---------- RECORD EXCERPTS ----------

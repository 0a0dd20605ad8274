use crate::classifier::{classify, ClassifiedLine};
use log::{debug, trace};
use std::fmt;

/// The first structural rule a document broke.
#[derive(Debug, Clone, PartialEq, Eq)]
pub enum Violation {
    /// A close tag arrived with nothing open
    UnmatchedClose { name: String },
    /// A close tag did not name the innermost open element
    MismatchedClose { expected: String, found: String },
    /// Text appeared outside every element
    TextOutsideElement,
    /// A line started with `<` but was not a tag
    InvalidLine { line: String },
    /// Input ended with elements still open
    UnclosedTags { open: Vec<String> },
}

impl fmt::Display for Violation {
    fn fmt(&self, f: &mut fmt::Formatter<'_>) -> fmt::Result {
        match self {
            Violation::UnmatchedClose { name } => {
                write!(f, "close tag </{}> has no open element", name)
            }
            Violation::MismatchedClose { expected, found } => {
                write!(f, "expected </{}> but found </{}>", expected, found)
            }
            Violation::TextOutsideElement => write!(f, "text outside of any element"),
            Violation::InvalidLine { line } => write!(f, "invalid tag syntax: {}", line),
            Violation::UnclosedTags { open } => {
                write!(f, "unclosed tags at end of input: {}", open.join(", "))
            }
        }
    }
}

/// Result of one parser run.
#[derive(Debug, Clone, PartialEq, Eq)]
pub struct ParseOutcome {
    pub malformed: bool,
    pub deepest_text: Option<String>,
    /// Why the run was malformed, if it was
    pub violation: Option<Violation>,
    /// Lines consumed, including the one that broke the document
    pub lines_read: usize,
}

impl ParseOutcome {
    /// The deepest text, only when the document is well-formed.
    ///
    /// A well-nested document with no text at all yields `None` here, the
    /// same as a structurally broken one.
    pub fn deepest(&self) -> Option<&str> {
        if self.malformed {
            return None;
        }
        self.deepest_text.as_deref()
    }
}

/// Streaming tag-matching state machine.
///
/// Feed it trimmed, non-empty lines one at a time, then call [`finish`].
/// The first violation is terminal: later lines are ignored.
///
/// [`finish`]: NestingParser::finish
#[derive(Debug, Default)]
pub struct NestingParser {
    stack: Vec<String>,
    max_depth: Option<usize>,
    deepest_text: Option<String>,
    violation: Option<Violation>,
    lines_read: usize,
}

impl NestingParser {
    pub fn new() -> Self {
        Self::default()
    }

    /// Number of currently open elements
    pub fn depth(&self) -> usize {
        self.stack.len()
    }

    pub fn is_malformed(&self) -> bool {
        self.violation.is_some()
    }

    /// Apply one line. Returns `false` once the document is malformed and no
    /// more input should be fed.
    pub fn feed(&mut self, line: &str) -> bool {
        if self.is_malformed() {
            return false;
        }
        self.lines_read += 1;

        let classified = classify(line);
        trace!("line {}: {:?}", self.lines_read, classified);

        match classified {
            ClassifiedLine::OpenTag(name) => self.stack.push(name.to_string()),
            ClassifiedLine::CloseTag(name) => match self.stack.pop() {
                None => self.fail(Violation::UnmatchedClose {
                    name: name.to_string(),
                }),
                Some(open) if open != name => self.fail(Violation::MismatchedClose {
                    expected: open,
                    found: name.to_string(),
                }),
                Some(_) => {}
            },
            ClassifiedLine::Text(content) => {
                let depth = self.stack.len();
                if depth == 0 {
                    self.fail(Violation::TextOutsideElement);
                } else if self.max_depth.map_or(true, |max| depth > max) {
                    self.max_depth = Some(depth);
                    self.deepest_text = Some(content.to_string());
                }
            }
            ClassifiedLine::Invalid => self.fail(Violation::InvalidLine {
                line: line.to_string(),
            }),
        }

        !self.is_malformed()
    }

    fn fail(&mut self, violation: Violation) {
        debug!("malformed at line {}: {}", self.lines_read, violation);
        self.violation = Some(violation);
    }

    /// End of input: every open element must have been closed.
    pub fn finish(mut self) -> ParseOutcome {
        if !self.is_malformed() && !self.stack.is_empty() {
            let open = std::mem::take(&mut self.stack);
            self.fail(Violation::UnclosedTags { open });
        }

        ParseOutcome {
            malformed: self.violation.is_some(),
            deepest_text: self.deepest_text,
            violation: self.violation,
            lines_read: self.lines_read,
        }
    }

    /// Run a fresh parser over an in-memory sequence of lines.
    pub fn run<I, S>(lines: I) -> ParseOutcome
    where
        I: IntoIterator<Item = S>,
        S: AsRef<str>,
    {
        let mut parser = Self::new();
        for line in lines {
            if !parser.feed(line.as_ref()) {
                break;
            }
        }
        parser.finish()
    }

    /// Run a fresh parser over a fallible line source.
    ///
    /// A source error aborts the run. Once the document is malformed the
    /// source is not read any further, so later errors are never seen.
    pub fn try_run<I, S, E>(lines: I) -> Result<ParseOutcome, E>
    where
        I: IntoIterator<Item = Result<S, E>>,
        S: AsRef<str>,
    {
        let mut parser = Self::new();
        for line in lines {
            if !parser.feed(line?.as_ref()) {
                break;
            }
        }
        Ok(parser.finish())
    }
}

#[cfg(test)]
mod tests {
    use super::*;
    use pretty_assertions::assert_eq;

    fn run(lines: &[&str]) -> ParseOutcome {
        NestingParser::run(lines.iter().copied())
    }

    #[test]
    fn test_nested_example() {
        let outcome = run(&["<a>", "x", "<b>", "y", "</b>", "</a>"]);
        assert!(!outcome.malformed);
        assert_eq!(outcome.deepest(), Some("y"));
        assert_eq!(outcome.violation, None);
        assert_eq!(outcome.lines_read, 6);
    }

    #[test]
    fn test_first_text_at_max_depth_wins() {
        let outcome = run(&["<a>", "<b>", "first", "second", "</b>", "<c>", "third", "</c>", "</a>"]);
        assert_eq!(outcome.deepest(), Some("first"));
    }

    #[test]
    fn test_shallow_text_after_deep_text_does_not_replace_it() {
        let outcome = run(&["<a>", "<b>", "deep", "</b>", "shallow", "</a>"]);
        assert_eq!(outcome.deepest(), Some("deep"));
    }

    #[test]
    fn test_deeper_sibling_replaces_earlier_text() {
        let outcome = run(&[
            "<html>", "<body>", "<p>", "one", "</p>", "<div>", "<span>", "two", "</span>",
            "</div>", "</body>", "</html>",
        ]);
        assert_eq!(outcome.deepest(), Some("two"));
    }

    #[test]
    fn test_unclosed_tag() {
        let outcome = run(&["<a>"]);
        assert!(outcome.malformed);
        assert_eq!(
            outcome.violation,
            Some(Violation::UnclosedTags {
                open: vec!["a".to_string()]
            })
        );
    }

    #[test]
    fn test_unclosed_tag_after_text() {
        let outcome = run(&["<a>", "text"]);
        assert!(outcome.malformed);
        assert_eq!(outcome.deepest(), None);
    }

    #[test]
    fn test_unmatched_close() {
        let outcome = run(&["</a>"]);
        assert!(outcome.malformed);
        assert_eq!(
            outcome.violation,
            Some(Violation::UnmatchedClose {
                name: "a".to_string()
            })
        );
    }

    #[test]
    fn test_mismatched_close_checks_only_top() {
        let outcome = run(&["<a>", "<b>", "</a>"]);
        assert!(outcome.malformed);
        assert_eq!(
            outcome.violation,
            Some(Violation::MismatchedClose {
                expected: "b".to_string(),
                found: "a".to_string()
            })
        );
    }

    #[test]
    fn test_close_is_case_sensitive() {
        let outcome = run(&["<a>", "text", "</A>"]);
        assert!(outcome.malformed);
    }

    #[test]
    fn test_text_at_depth_zero() {
        let outcome = run(&["hello"]);
        assert!(outcome.malformed);
        assert_eq!(outcome.violation, Some(Violation::TextOutsideElement));
    }

    #[test]
    fn test_text_after_root_closed() {
        let outcome = run(&["<a>", "in", "</a>", "out"]);
        assert_eq!(outcome.violation, Some(Violation::TextOutsideElement));
    }

    #[test]
    fn test_invalid_syntax() {
        for bad in ["<1a>", "<a/>"] {
            let outcome = run(&["<a>", "text", bad, "</a>"]);
            assert!(outcome.malformed, "{} should be malformed", bad);
            assert_eq!(
                outcome.violation,
                Some(Violation::InvalidLine {
                    line: bad.to_string()
                })
            );
        }
    }

    #[test]
    fn test_no_text_is_reported_as_malformed() {
        let outcome = run(&["<a>", "</a>"]);
        assert!(!outcome.malformed);
        assert_eq!(outcome.violation, None);
        assert_eq!(outcome.deepest(), None);
    }

    #[test]
    fn test_empty_input() {
        let outcome = run(&[]);
        assert!(!outcome.malformed);
        assert_eq!(outcome.deepest(), None);
    }

    #[test]
    fn test_stops_at_first_violation() {
        let outcome = run(&["<a>", "</b>", "<c>", "</c>"]);
        assert_eq!(outcome.lines_read, 2);
    }

    #[test]
    fn test_feed_reports_when_to_stop() {
        let mut parser = NestingParser::new();
        assert!(parser.feed("<a>"));
        assert_eq!(parser.depth(), 1);
        assert!(!parser.feed("</b>"));
        assert!(parser.is_malformed());
        assert!(!parser.feed("<c>"));
        assert_eq!(parser.finish().lines_read, 2);
    }

    #[test]
    fn test_malformed_outcome_keeps_text_seen_so_far() {
        let outcome = run(&["<a>", "x", "</b>"]);
        assert!(outcome.malformed);
        assert_eq!(outcome.deepest_text.as_deref(), Some("x"));
        assert_eq!(outcome.deepest(), None);
    }

    #[test]
    fn test_try_run_propagates_source_error() {
        let lines: Vec<Result<&str, String>> = vec![Ok("<a>"), Err("boom".to_string())];
        let result = NestingParser::try_run(lines);
        assert_eq!(result, Err("boom".to_string()));
    }

    #[test]
    fn test_try_run_stops_reading_after_violation() {
        let lines: Vec<Result<&str, String>> =
            vec![Ok("</a>"), Err("never read".to_string())];
        let outcome = NestingParser::try_run(lines).unwrap();
        assert!(outcome.malformed);
    }

    #[test]
    fn test_reused_names_at_different_levels() {
        let outcome = run(&["<div>", "<div>", "inner", "</div>", "</div>"]);
        assert_eq!(outcome.deepest(), Some("inner"));
    }
}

----------

EXERCISE PROMPT
From the entries above, extract each line containing "well".

TASK OUTPUT
    /// The deepest text, only when the document is well-formed.
    /// A well-nested document with no text at all yields `None` here, the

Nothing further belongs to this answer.